Content starts
#[cfg(test)]
mod tests {
    use super::*;
    use crate::state::{PanelSlices, PanelTree};
    use crate::types::{AccountInfo, TransactionInfo};
    use surface_dispatch::{ErrorKind, RemoteError};

    fn tx(id: &str, status: TxStatus, group: Option<&str>, created_time: u64) -> TransactionInfo {
        TransactionInfo {
            id: id.into(),
            status,
            group_id: group.map(Into::into),
            created_time,
            ..Default::default()
        }
    }

    fn with_accounts(addresses: &[&str]) -> PanelTree {
        let mut state = PanelTree::default();
        state.wallet.accounts = addresses
            .iter()
            .map(|a| AccountInfo::new(*a, format!("Account {a}")))
            .collect();
        state
    }

    #[test]
    fn test_balance_refresh_marks_loading_and_requests_each_account() {
        let mut state = with_accounts(&["0x1", "0x2"]);
        state.wallet.selected_chain_id = "0x1".into();

        let result = reduce_wallet(&mut state, WalletAction::BalanceRefresh);
        assert_eq!(result.changed, PanelSlices::WALLET);
        assert_eq!(
            result.effects,
            vec![WalletEffect::FetchBalances {
                chain_id: "0x1".into(),
                addresses: vec!["0x1".into(), "0x2".into()],
            }]
        );
        assert!(state.wallet.is_loading_balances());

        // Overlapping refresh: same effect, no further change
        let again = reduce_wallet(&mut state, WalletAction::BalanceRefresh);
        assert!(!again.is_changed());
        assert_eq!(again.effects.len(), 1);
    }

    #[test]
    fn test_balance_refresh_without_accounts_is_noop() {
        let mut state = PanelTree::default();
        let result = reduce_wallet(&mut state, WalletAction::BalanceRefresh);
        assert!(!result.is_changed());
        assert!(!result.has_effects());
    }

    #[test]
    fn test_balance_result_clears_loading() {
        let mut state = with_accounts(&["0x1"]);
        reduce_wallet(&mut state, WalletAction::BalanceRefresh);

        let result = reduce_wallet(
            &mut state,
            WalletAction::BalanceDidLoad {
                chain_id: String::new(),
                address: "0x1".into(),
                balance: "100".into(),
            },
        );
        assert!(result.is_changed());
        assert!(!state.wallet.is_loading_balances());
        assert_eq!(state.wallet.balances.get("0x1").map(String::as_str), Some("100"));
    }

    #[test]
    fn test_poll_tick_refreshes_balances_and_gas() {
        let mut state = with_accounts(&["0x1"]);
        let result = reduce_wallet(&mut state, WalletAction::PollTick);
        assert_eq!(result.effects.len(), 2);
        assert!(result.effects.contains(&WalletEffect::FetchGasEstimates));
    }

    #[test]
    fn test_events_are_idempotent() {
        let events = vec![
            WalletAction::WalletLocked,
            WalletAction::SelectedAccountChanged {
                address: "0x2".into(),
            },
            WalletAction::NewUnapprovedTx(tx("1", TxStatus::Unapproved, None, 1)),
            WalletAction::TransactionStatusChanged(tx("1", TxStatus::Submitted, None, 1)),
            WalletAction::BalanceChanged {
                address: "0x2".into(),
                balance: "7".into(),
            },
            WalletAction::ChainChanged {
                chain_id: "0x5".into(),
            },
        ];

        for event in events {
            let mut state = with_accounts(&["0x1", "0x2"]);
            reduce_wallet(&mut state, event.clone());
            let once = state.wallet.clone();

            let second = reduce_wallet(&mut state, event.clone());
            assert!(!second.is_changed(), "{event:?} changed state twice");
            assert_eq!(state.wallet, once, "{event:?} is not idempotent");
        }
    }

    #[test]
    fn test_chain_change_clears_balances_and_refetches() {
        let mut state = with_accounts(&["0x1"]);
        state.wallet.balances.insert("0x1".into(), "5".into());

        let result = reduce_wallet(
            &mut state,
            WalletAction::ChainChanged {
                chain_id: "0x89".into(),
            },
        );
        assert!(state.wallet.balances.is_empty());
        assert_eq!(
            result.effects,
            vec![WalletEffect::FetchBalances {
                chain_id: "0x89".into(),
                addresses: vec!["0x1".into()],
            }]
        );
    }

    #[test]
    fn test_accounts_loaded_selects_first_when_selection_invalid() {
        let mut state = PanelTree::default();
        state.wallet.selected_account = Some("0xgone".into());

        let result = reduce_wallet(
            &mut state,
            WalletAction::AccountsDidLoad(vec![AccountInfo::new("0xa", "A"), AccountInfo::new("0xb", "B")]),
        );
        assert!(result.is_changed());
        assert_eq!(state.wallet.selected_account.as_deref(), Some("0xa"));
        assert!(state.wallet.is_wallet_created);
        assert_eq!(result.effects.len(), 1);
    }

    #[test]
    fn test_failures_land_in_last_action_error() {
        let mut state = PanelTree::default();
        let error = OperationError::remote("get_transactions", &RemoteError::failed(-32000, "boom"));

        reduce_wallet(&mut state, WalletAction::TransactionsFetch);
        assert!(state.wallet.is_fetching_transactions);

        reduce_wallet(&mut state, WalletAction::TransactionsDidFail(error.clone()));
        assert!(!state.wallet.is_fetching_transactions);
        assert_eq!(state.wallet.last_action_error, Some(error));

        // Completion of another operation keeps the error
        let result = reduce_wallet(&mut state, WalletAction::OperationDidComplete { operation: "lock" });
        assert!(!result.is_changed());

        reduce_wallet(
            &mut state,
            WalletAction::OperationDidComplete {
                operation: "get_transactions",
            },
        );
        assert_eq!(state.wallet.last_action_error, None);
    }

    #[test]
    fn test_gas_failure_sets_fee_error() {
        let mut state = PanelTree::default();
        let error = OperationError::remote("get_gas_estimation", &RemoteError::unavailable("wallet"));
        reduce_wallet(&mut state, WalletAction::GasEstimatesDidFail(error));
        assert!(state.wallet.has_fee_estimates_error);
        assert_eq!(
            state.wallet.last_action_error.as_ref().map(|e| e.kind),
            Some(ErrorKind::BackendUnavailable)
        );
    }

    #[test]
    fn test_reject_all_issues_one_reject_per_pending() {
        let mut state = PanelTree::default();
        state.wallet.transactions = vec![
            tx("b", TxStatus::Unapproved, None, 2),
            tx("a", TxStatus::Unapproved, None, 1),
            tx("c", TxStatus::Confirmed, None, 0),
        ];
        let result = reduce_wallet(&mut state, WalletAction::RejectAllTransactions);
        assert_eq!(
            result.effects,
            vec![
                WalletEffect::Reject { id: "a".into() },
                WalletEffect::Reject { id: "b".into() },
            ]
        );
    }

    #[test]
    fn test_validate_approve() {
        let mut state = PanelTree::default();
        state.wallet.transactions = vec![
            tx("g1", TxStatus::Unapproved, Some("g"), 1),
            tx("g2", TxStatus::Unapproved, Some("g"), 2),
            tx("done", TxStatus::Confirmed, None, 0),
        ];

        let approve = |id: &str| WalletAction::ApproveTransaction { id: id.into() };
        assert!(validate_intent(&state, &approve("g1")).is_ok());

        let err = validate_intent(&state, &approve("")).unwrap_err();
        assert_eq!(err.operation, "approve_transaction");
        assert_eq!(err.reason, "transaction id is required");

        assert!(validate_intent(&state, &approve("missing")).is_err());
        assert!(validate_intent(&state, &approve("done")).is_err());
        assert!(validate_intent(&state, &approve("g2")).is_err());
    }

    #[test]
    fn test_validate_speed_up_and_passwords() {
        let mut state = PanelTree::default();
        state.wallet.transactions = vec![
            tx("sent", TxStatus::Submitted, None, 1),
            tx("new", TxStatus::Unapproved, None, 2),
        ];
        let speed_up = |id: &str| WalletAction::SpeedUpTransaction { id: id.into() };
        assert!(validate_intent(&state, &speed_up("sent")).is_ok());
        assert!(validate_intent(&state, &speed_up("new")).is_err());

        let unlock = WalletAction::UnlockWallet {
            password: String::new(),
        };
        assert!(validate_intent(&state, &unlock).is_err());
        assert!(validate_intent(&state, &WalletAction::RejectAllTransactions).is_ok());
    }

    #[test]
    fn test_balance_for_previous_chain_is_dropped() {
        let mut state = with_accounts(&["0x1"]);
        state.wallet.selected_chain_id = "0x1".into();
        reduce_wallet(&mut state, WalletAction::BalanceRefresh);

        reduce_wallet(
            &mut state,
            WalletAction::ChainChanged {
                chain_id: "0x5".into(),
            },
        );
        reduce_wallet(
            &mut state,
            WalletAction::BalanceDidLoad {
                chain_id: "0x5".into(),
                address: "0x1".into(),
                balance: "5".into(),
            },
        );

        // The request issued before the switch answers last
        let late = reduce_wallet(
            &mut state,
            WalletAction::BalanceDidLoad {
                chain_id: "0x1".into(),
                address: "0x1".into(),
                balance: "999".into(),
            },
        );
        assert!(!late.is_changed());
        assert_eq!(state.wallet.balances["0x1"], "5");

        let error = OperationError::remote("get_balance", &RemoteError::failed(1, "old"));
        let late = reduce_wallet(
            &mut state,
            WalletAction::BalanceDidFail {
                chain_id: "0x1".into(),
                address: "0x1".into(),
                error,
            },
        );
        assert!(!late.is_changed());
        assert_eq!(state.wallet.last_action_error, None);
    }

    #[test]
    fn test_successful_load_clears_its_own_error() {
        let mut state = PanelTree::default();
        let error = OperationError::remote("get_transactions", &RemoteError::failed(-32000, "boom"));
        reduce_wallet(&mut state, WalletAction::TransactionsDidFail(error.clone()));

        // A different operation succeeding leaves it in place
        let gas = reduce_wallet(&mut state, WalletAction::GasEstimatesDidLoad(Default::default()));
        assert!(gas.is_changed());
        assert_eq!(state.wallet.last_action_error, Some(error));

        let result = reduce_wallet(&mut state, WalletAction::TransactionsDidLoad(vec![]));
        assert!(result.is_changed());
        assert_eq!(state.wallet.last_action_error, None);

        let error = OperationError::remote("get_accounts", &RemoteError::unavailable("wallet"));
        reduce_wallet(&mut state, WalletAction::OperationDidFail(error));
        reduce_wallet(&mut state, WalletAction::AccountsDidLoad(vec![]));
        assert_eq!(state.wallet.last_action_error, None);
    }
}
Content ends
## Work order
Exactly how many lines in the records above hold the string "sent"? Reply with that number only.

## The completed task
2